» **WORK ITEM**
Tally the lines in the data below in which the word "together" occurs, then give only the total.
------ DATA SHOWN ------
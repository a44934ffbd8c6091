//! Curvature reports: single-run diagnostics, multi-run overlay, and
//! curvature against FID milestones.

use serde::Serialize;

use super::{extractor, load, per_run, source_label, Report, RunEntry, RunFiles};
use crate::config::AnalysisConfig;
use crate::curvature::CurvatureDiagnostics;
use crate::curve::{cross_run_alignment, RunAlignment, RunSeries};
use crate::fanout::map_runs;
use crate::series::Series;
use crate::smooth::rolling_mean;
use crate::{Error, Result};

/// Curvature diagnostics for a single run.
///
/// # Errors
///
/// Fails if the log cannot be read, or the trace mean or std is missing or
/// never logged on a shared step. Missing loss or gradient only adds a
/// warning.
pub fn curvature(run: &RunFiles, config: &AnalysisConfig) -> Result<Report<CurvatureDiagnostics>> {
    let records = load(&run.loss, config)?;
    let series = extractor(config).extract_all(&records);
    let diagnostics = CurvatureDiagnostics::build(
        &series,
        &config.keys,
        config.smooth_window,
        &source_label(&run.loss),
    )?;
    let warnings = diagnostics.warnings.clone();
    Ok(Report::new(
        "curvature",
        vec![RunEntry::produced(run.name.clone(), diagnostics, warnings)],
    ))
}

/// Raw and smoothed curvature of one run.
#[derive(Debug, Clone, PartialEq, Serialize)]
pub struct SmoothedCurvature {
    /// Hutchinson trace mean as logged.
    pub raw: Series,
    /// Rolling mean, parallel to `raw`.
    pub smoothed: Vec<f64>,
}

/// Smoothed curvature per run, for overlaying on one step axis.
#[must_use]
pub fn curvature_overlay(runs: &[RunFiles], config: &AnalysisConfig) -> Report<SmoothedCurvature> {
    let extractor = extractor(config);
    per_run("curvature-overlay", runs, |run| {
        let records = load(&run.loss, config)?;
        let raw = extractor.require(&records, &config.keys.curvature_mean, &source_label(&run.loss))?;
        let smoothed = rolling_mean(raw.values(), config.smooth_window);
        Ok((SmoothedCurvature { raw, smoothed }, Vec::new()))
    })
}

/// Curvature at each FID milestone, per run.
///
/// FID steps are matched to the nearest logged curvature step; the output is
/// sorted by the matched step.
#[must_use]
pub fn curvature_vs_fid(runs: &[RunFiles], config: &AnalysisConfig) -> Report<RunAlignment> {
    let extractor = extractor(config);
    let loaded: Vec<Result<RunSeries>> = map_runs(runs, |run| {
        let records = load(&run.loss, config)?;
        Ok(RunSeries {
            name: run.name.clone(),
            diagnostic: extractor.extract(&records, &config.keys.curvature_mean),
            milestone: extractor.extract(&records, &config.keys.fid),
        })
    });

    let mut ready = Vec::new();
    let mut load_errors = Vec::with_capacity(runs.len());
    for result in loaded {
        match result {
            Ok(series) => {
                ready.push(series);
                load_errors.push(None);
            }
            Err(e) => load_errors.push(Some(e)),
        }
    }

    let mut aligned = cross_run_alignment(&ready).into_iter();
    let entries = runs
        .iter()
        .zip(load_errors)
        .map(|(run, load_error)| match load_error {
            Some(e) => {
                tracing::warn!(run = %run.name, error = %e, "skipping run");
                RunEntry::skipped(run.name.clone(), &e)
            }
            None => aligned.next().map_or_else(
                || RunEntry::skipped(run.name.clone(), &Error::Other("alignment missing".to_string())),
                RunEntry::from,
            ),
        })
        .collect();
    Report::new("curvature-vs-fid", entries)
}

#[cfg(test)]
mod tests {
    use super::*;
    use crate::report::RunStatus;
    use std::io::Write;
    use tempfile::NamedTempFile;

    fn log(lines: &[&str]) -> NamedTempFile {
        let mut file = NamedTempFile::new().unwrap();
        for line in lines {
            writeln!(file, "{line}").unwrap();
        }
        file
    }

    fn curvature_log() -> NamedTempFile {
        log(&[
            r#"{"_i": 0, "out": {"curvature/hutch_trace_mean": 1.0, "curvature/hutch_trace_std": 0.1}}"#,
            r#"{"_i": 100, "out": {"curvature/hutch_trace_mean": 2.0, "curvature/hutch_trace_std": 0.2}}"#,
            r#"{"_i": 120, "out": {"val/fid": 60.0}}"#,
            r#"{"_i": 200, "out": {"curvature/hutch_trace_mean": 3.0, "curvature/hutch_trace_std": 0.3}}"#,
        ])
    }

    #[test]
    fn test_curvature_vs_fid_skips_missing_file_only() {
        let good = curvature_log();
        let runs = vec![
            RunFiles::new("missing", "/nonexistent/loss.jsonl"),
            RunFiles::new("good", good.path()),
        ];
        let report = curvature_vs_fid(&runs, &AnalysisConfig::default());
        assert_eq!(report.runs()[0].status(), RunStatus::Skipped);
        let aligned = report.run("good").unwrap().data().unwrap();
        assert_eq!(aligned.steps, vec![100]);
        assert_eq!(aligned.diagnostic, vec![2.0]);
        assert_eq!(aligned.milestone, vec![60.0]);
    }

    #[test]
    fn test_curvature_single_run_partial_without_gradient() {
        let file = curvature_log();
        let report = curvature(&RunFiles::new("e5", file.path()), &AnalysisConfig::default()).unwrap();
        let entry = report.run("e5").unwrap();
        assert_eq!(entry.status(), RunStatus::Partial);
        assert_eq!(entry.data().unwrap().trace.steps(), &[0, 100, 200]);
    }

    #[test]
    fn test_curvature_single_run_missing_trace_is_fatal() {
        let file = log(&[r#"{"_i": 0, "out": {"train/loss": 1.0}}"#]);
        let err = curvature(&RunFiles::new("e1", file.path()), &AnalysisConfig::default()).unwrap_err();
        assert!(matches!(err, Error::KeyNotFound { .. }));
    }

    #[test]
    fn test_overlay_smooths_per_run() {
        let file = curvature_log();
        let config = AnalysisConfig::builder().smooth_window(3).build();
        let report = curvature_overlay(&[RunFiles::new("a", file.path())], &config);
        let data = report.run("a").unwrap().data().unwrap();
        assert_eq!(data.raw.values(), &[1.0, 2.0, 3.0]);
        assert_eq!(data.smoothed.len(), 3);
        assert!((data.smoothed[1] - 2.0).abs() < 1e-12);
    }
}
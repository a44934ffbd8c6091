//! Fréchet distance between Gaussian feature summaries
//!
//! ```text
//! d² = ||μ1 − μ2||² + tr(Σ1) + tr(Σ2) − 2·tr((Σ1·Σ2)^{1/2})
//! ```
//!
//! The product square root is never formed. Its trace is the sum of square
//! roots of the eigenvalues of `Σ1^{1/2} Σ2 Σ1^{1/2}`, which is symmetric and
//! shares its spectrum with `Σ1·Σ2`. Small-sample covariances are often not
//! positive definite; negative eigenvalues are clipped to zero at both
//! eigendecompositions and a negative final score is clipped to zero.

mod baseline;

pub use baseline::{
    noise_baseline, BaselineScore, FeatureExtractor, ImageBatch, NoiseBaselineConfig, NoiseMode,
};

use std::path::Path;

use nalgebra::{DMatrix, DVector};
use serde::{Deserialize, Serialize};

use crate::{Error, Result};

/// Relative tolerance for the covariance symmetry check.
const SYMMETRY_TOLERANCE: f64 = 1e-6;

/// Mean vector and covariance matrix of an empirical feature distribution.
#[derive(Debug, Clone, PartialEq)]
pub struct GaussianSummary {
    mean: DVector<f64>,
    covariance: DMatrix<f64>,
}

/// On-disk reference statistics: `{"mu": [..], "sigma": [[..], ..]}`.
#[derive(Debug, Clone, Serialize, Deserialize)]
pub struct ReferenceStats {
    /// Mean vector.
    pub mu: Vec<f64>,
    /// Covariance rows.
    pub sigma: Vec<Vec<f64>>,
}

impl GaussianSummary {
    /// Create a summary, checking shapes and covariance symmetry.
    ///
    /// # Errors
    ///
    /// Returns [`Error::InvalidInput`] if the covariance is not `D×D` for a
    /// mean of length `D`, holds a NaN or infinite entry, or is not
    /// symmetric within tolerance.
    pub fn new(mean: DVector<f64>, covariance: DMatrix<f64>) -> Result<Self> {
        let d = mean.len();
        if covariance.nrows() != d || covariance.ncols() != d {
            return Err(Error::InvalidInput(format!(
                "covariance is {}x{} for a mean of length {d}",
                covariance.nrows(),
                covariance.ncols()
            )));
        }
        if let Some(i) = mean.iter().position(|v| !v.is_finite()) {
            return Err(Error::InvalidInput(format!("mean[{i}] is {}", mean[i])));
        }
        if let Some(i) = covariance.iter().position(|v| !v.is_finite()) {
            let (row, col) = (i % d, i / d);
            return Err(Error::InvalidInput(format!(
                "covariance[{row}, {col}] is {}",
                covariance[(row, col)]
            )));
        }
        let asymmetry = (&covariance - covariance.transpose()).amax();
        let scale = covariance.amax().max(1.0);
        if asymmetry > SYMMETRY_TOLERANCE * scale {
            return Err(Error::InvalidInput(format!(
                "covariance is not symmetric (max |Σ − Σᵀ| = {asymmetry:e})"
            )));
        }
        Ok(Self { mean, covariance })
    }

    /// Summarise an `n × D` feature matrix (one sample per row).
    ///
    /// Uses the sample mean and the unbiased (`n − 1`) covariance.
    ///
    /// # Errors
    ///
    /// Returns [`Error::EmptySeries`] for zero rows and
    /// [`Error::InvalidInput`] for a single row.
    #[allow(clippy::cast_precision_loss)]
    pub fn from_features(features: &DMatrix<f64>) -> Result<Self> {
        let (n, d) = features.shape();
        if n == 0 {
            return Err(Error::EmptySeries("no feature rows to summarise".to_string()));
        }
        if n == 1 {
            return Err(Error::InvalidInput(
                "covariance needs at least two samples".to_string(),
            ));
        }

        let mean = DVector::from_iterator(d, (0..d).map(|j| features.column(j).mean()));
        let mut centered = features.clone();
        for (j, m) in mean.iter().enumerate() {
            centered.column_mut(j).add_scalar_mut(-m);
        }
        let covariance = (centered.transpose() * &centered) / (n - 1) as f64;

        tracing::debug!(samples = n, dim = d, "built gaussian summary");
        Self::new(mean, covariance)
    }

    /// Create a summary from the nested-vector reference format.
    ///
    /// # Errors
    ///
    /// Returns [`Error::InvalidInput`] for ragged or mis-sized rows.
    pub fn from_reference(stats: ReferenceStats) -> Result<Self> {
        let d = stats.mu.len();
        if stats.sigma.len() != d {
            return Err(Error::InvalidInput(format!(
                "sigma has {} rows for mu of length {d}",
                stats.sigma.len()
            )));
        }
        let mut flat = Vec::with_capacity(d * d);
        for (i, row) in stats.sigma.iter().enumerate() {
            if row.len() != d {
                return Err(Error::InvalidInput(format!(
                    "sigma row {i} has {} entries, expected {d}",
                    row.len()
                )));
            }
            flat.extend_from_slice(row);
        }
        Self::new(
            DVector::from_vec(stats.mu),
            DMatrix::from_row_slice(d, d, &flat),
        )
    }

    /// Load reference statistics from a JSON file.
    ///
    /// # Errors
    ///
    /// Returns [`Error::Read`] naming the path, or JSON or shape errors.
    pub fn load_json<P: AsRef<Path>>(path: P) -> Result<Self> {
        let path = path.as_ref();
        let file = std::fs::File::open(path).map_err(|e| Error::read(path, e))?;
        let stats: ReferenceStats = serde_json::from_reader(std::io::BufReader::new(file))?;
        Self::from_reference(stats)
    }

    /// Convert back to the nested-vector reference format.
    #[must_use]
    pub fn to_reference(&self) -> ReferenceStats {
        ReferenceStats {
            mu: self.mean.iter().copied().collect(),
            sigma: self
                .covariance
                .row_iter()
                .map(|row| row.iter().copied().collect())
                .collect(),
        }
    }

    /// Feature dimension `D`.
    #[must_use]
    pub fn dim(&self) -> usize {
        self.mean.len()
    }

    /// Mean vector.
    #[must_use]
    pub const fn mean(&self) -> &DVector<f64> {
        &self.mean
    }

    /// Covariance matrix.
    #[must_use]
    pub const fn covariance(&self) -> &DMatrix<f64> {
        &self.covariance
    }
}

/// Square root of a symmetric matrix with negative eigenvalues clipped.
fn psd_sqrt(m: &DMatrix<f64>) -> DMatrix<f64> {
    let eig = m.clone().symmetric_eigen();
    let roots = eig.eigenvalues.map(|l| l.max(0.0).sqrt());
    &eig.eigenvectors * DMatrix::from_diagonal(&roots) * eig.eigenvectors.transpose()
}

/// Fréchet distance (squared) between two Gaussian summaries.
///
/// Symmetric in its arguments and zero for identical inputs, up to
/// floating-point tolerance.
///
/// # Errors
///
/// Returns [`Error::InvalidInput`] if the summaries differ in dimension or
/// the score is not finite.
pub fn frechet_distance(a: &GaussianSummary, b: &GaussianSummary) -> Result<f64> {
    if a.dim() != b.dim() {
        return Err(Error::InvalidInput(format!(
            "cannot compare summaries of dimension {} and {}",
            a.dim(),
            b.dim()
        )));
    }

    let mean_term = (&a.mean - &b.mean).norm_squared();

    let root_a = psd_sqrt(&a.covariance);
    let inner = &root_a * &b.covariance * &root_a;
    let inner = (&inner + inner.transpose()) * 0.5;
    let eigenvalues = inner.symmetric_eigen().eigenvalues;

    let clipped = eigenvalues.iter().filter(|l| **l < 0.0).count();
    if clipped > 0 {
        tracing::debug!(clipped, "clipped negative eigenvalues of covariance product");
    }
    let trace_covmean: f64 = eigenvalues.iter().map(|l| l.max(0.0).sqrt()).sum();

    let d2 = mean_term + a.covariance.trace() + b.covariance.trace() - 2.0 * trace_covmean;
    if !d2.is_finite() {
        return Err(Error::InvalidInput(format!("Fréchet distance is {d2}")));
    }
    Ok(d2.max(0.0))
}
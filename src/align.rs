//! Series alignment - joining sparse series on their step axis
//!
//! Two joins:
//!
//! - [`intersect`] / [`intersect_all`]: keep only steps every series logged
//!   ([`align_or_intersect`] skips the join for series logged together).
//! - [`nearest_join`]: anchor on a sparse milestone series and pair each
//!   milestone with the closest step of a denser diagnostic series.
//!
//! Both index each input once (hash map for the intersection, a sorted
//! [`StepIndex`] with binary search for the nearest join) rather than
//! rescanning per step.

use rustc_hash::FxHashMap;
use serde::{Deserialize, Serialize};

use crate::series::Series;
use crate::{Error, Result};

/// N series joined on a common, strictly increasing step axis.
#[derive(Debug, Clone, PartialEq, Serialize, Deserialize)]
pub struct AlignedSeries {
    steps: Vec<i64>,
    keys: Vec<String>,
    columns: Vec<Vec<f64>>,
}

impl AlignedSeries {
    /// Create aligned series from a step axis and labelled columns.
    ///
    /// # Errors
    ///
    /// Returns [`Error::InvalidInput`] if steps are not strictly increasing,
    /// a column length differs from the step count, or keys and columns
    /// disagree in number.
    pub fn new(steps: Vec<i64>, keys: Vec<String>, columns: Vec<Vec<f64>>) -> Result<Self> {
        if keys.len() != columns.len() {
            return Err(Error::InvalidInput(format!(
                "{} keys for {} columns",
                keys.len(),
                columns.len()
            )));
        }
        if steps.windows(2).any(|w| w[0] >= w[1]) {
            return Err(Error::InvalidInput(
                "aligned steps must be strictly increasing".to_string(),
            ));
        }
        if let Some((key, col)) = keys
            .iter()
            .zip(&columns)
            .find(|(_, col)| col.len() != steps.len())
        {
            return Err(Error::InvalidInput(format!(
                "column '{key}' has {} values for {} steps",
                col.len(),
                steps.len()
            )));
        }
        Ok(Self {
            steps,
            keys,
            columns,
        })
    }

    /// The shared step axis.
    #[must_use]
    pub fn steps(&self) -> &[i64] {
        &self.steps
    }

    /// Column labels, in join order.
    #[must_use]
    pub fn keys(&self) -> &[String] {
        &self.keys
    }

    /// Column `index`, in join order.
    #[must_use]
    pub fn column(&self, index: usize) -> Option<&[f64]> {
        self.columns.get(index).map(Vec::as_slice)
    }

    /// Column labelled `key`.
    #[must_use]
    pub fn column_by_key(&self, key: &str) -> Option<&[f64]> {
        self.keys
            .iter()
            .position(|k| k == key)
            .and_then(|i| self.column(i))
    }

    /// Number of joined steps.
    #[must_use]
    pub fn len(&self) -> usize {
        self.steps.len()
    }

    /// Whether no step survived the join.
    #[must_use]
    pub fn is_empty(&self) -> bool {
        self.steps.is_empty()
    }

    /// Column `index` as a standalone [`Series`] on the shared steps.
    #[must_use]
    pub fn to_series(&self, index: usize) -> Option<Series> {
        let column = self.columns.get(index)?;
        Some(Series::from_pairs(
            self.keys[index].clone(),
            self.steps.iter().copied().zip(column.iter().copied()),
        ))
    }
}

/// Step → value lookup with later duplicates overriding earlier ones.
fn last_value_map(series: &Series) -> FxHashMap<i64, f64> {
    series.iter().collect()
}

/// Intersection join of two series.
///
/// A step logged more than once within one series contributes its last value.
///
/// # Errors
///
/// Returns [`Error::NoOverlap`] if the series share no step.
pub fn intersect(a: &Series, b: &Series) -> Result<AlignedSeries> {
    intersect_all(&[a, b])
}

/// Intersection join of any number of series.
///
/// # Errors
///
/// Returns [`Error::InvalidInput`] for an empty input list and
/// [`Error::NoOverlap`] if the series share no step.
pub fn intersect_all(series: &[&Series]) -> Result<AlignedSeries> {
    let Some((first, rest)) = series.split_first() else {
        return Err(Error::InvalidInput("nothing to intersect".to_string()));
    };

    let maps: Vec<FxHashMap<i64, f64>> = series.iter().map(|s| last_value_map(s)).collect();
    let mut common: Vec<i64> = maps[0]
        .keys()
        .copied()
        .filter(|step| maps[1..].iter().all(|m| m.contains_key(step)))
        .collect();
    common.sort_unstable();

    if common.is_empty() {
        let right = if rest.is_empty() {
            first.key().to_string()
        } else {
            rest.iter().map(|s| s.key()).collect::<Vec<_>>().join(", ")
        };
        return Err(Error::NoOverlap {
            left: first.key().to_string(),
            right,
        });
    }

    let columns = maps
        .iter()
        .map(|m| common.iter().map(|step| m[step]).collect())
        .collect();
    let keys = series.iter().map(|s| s.key().to_string()).collect();

    tracing::debug!(series = series.len(), steps = common.len(), "intersection join");
    AlignedSeries::new(common, keys, columns)
}

/// Pair two series that were logged together, else intersect them.
///
/// Series logged in the same records share a step axis exactly; when that
/// axis is strictly increasing it is used as-is.
///
/// # Errors
///
/// Returns [`Error::NoOverlap`] if the fallback intersection is empty.
pub fn align_or_intersect(a: &Series, b: &Series) -> Result<AlignedSeries> {
    let paired = a.steps() == b.steps()
        && !a.is_empty()
        && a.steps().windows(2).all(|w| w[0] < w[1]);
    if !paired {
        return intersect(a, b);
    }
    AlignedSeries::new(
        a.steps().to_vec(),
        vec![a.key().to_string(), b.key().to_string()],
        vec![a.values().to_vec(), b.values().to_vec()],
    )
}

/// A series indexed for nearest-step lookup: sorted, one value per step.
#[derive(Debug, Clone)]
pub struct StepIndex {
    steps: Vec<i64>,
    values: Vec<f64>,
}

impl StepIndex {
    /// Sort once and keep the last value logged for each step.
    ///
    /// # Errors
    ///
    /// Returns [`Error::EmptySeries`] if `series` is empty.
    pub fn build(series: &Series) -> Result<Self> {
        if series.is_empty() {
            return Err(Error::EmptySeries(format!(
                "cannot join against empty series '{}'",
                series.key()
            )));
        }
        let mut pairs: Vec<(i64, f64)> = series.iter().collect();
        pairs.sort_by_key(|&(step, _)| step);

        let mut steps: Vec<i64> = Vec::with_capacity(pairs.len());
        let mut values: Vec<f64> = Vec::with_capacity(pairs.len());
        for (step, value) in pairs {
            if steps.last() == Some(&step) {
                if let Some(last) = values.last_mut() {
                    *last = value;
                }
            } else {
                steps.push(step);
                values.push(value);
            }
        }
        Ok(Self { steps, values })
    }

    /// The indexed step closest to `step`; ties go to the smaller step.
    #[must_use]
    pub fn nearest(&self, step: i64) -> (i64, f64) {
        let idx = self.steps.partition_point(|&s| s < step);
        let pick = if idx == 0 {
            0
        } else if idx == self.steps.len() {
            idx - 1
        } else {
            let below = step.abs_diff(self.steps[idx - 1]);
            let above = self.steps[idx].abs_diff(step);
            if below <= above {
                idx - 1
            } else {
                idx
            }
        };
        (self.steps[pick], self.values[pick])
    }

    /// Number of distinct indexed steps.
    #[must_use]
    pub fn len(&self) -> usize {
        self.steps.len()
    }

    /// Always false: an index is never built from an empty series.
    #[must_use]
    pub fn is_empty(&self) -> bool {
        self.steps.is_empty()
    }
}

/// One milestone paired with its nearest diagnostic observation.
#[derive(Debug, Clone, Copy, PartialEq, Serialize, Deserialize)]
pub struct NearestMatch {
    /// Step the milestone was logged at.
    pub milestone_step: i64,
    /// Diagnostic step it was paired with.
    pub matched_step: i64,
    /// Diagnostic value at `matched_step`.
    pub diagnostic: f64,
    /// Milestone value.
    pub milestone: f64,
}

/// Pair every milestone observation with the nearest dense observation.
///
/// Output follows milestone order, one match per milestone observation.
///
/// # Errors
///
/// Returns [`Error::EmptySeries`] if `dense` is empty.
pub fn nearest_join(dense: &Series, milestone: &Series) -> Result<Vec<NearestMatch>> {
    let index = StepIndex::build(dense)?;
    let matches: Vec<NearestMatch> = milestone
        .iter()
        .map(|(step, value)| {
            let (matched_step, diagnostic) = index.nearest(step);
            NearestMatch {
                milestone_step: step,
                matched_step,
                diagnostic,
                milestone: value,
            }
        })
        .collect();
    tracing::debug!(
        dense = dense.key(),
        milestone = milestone.key(),
        matches = matches.len(),
        "nearest-step join"
    );
    Ok(matches)
}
------
» **RESULT BELOW**
2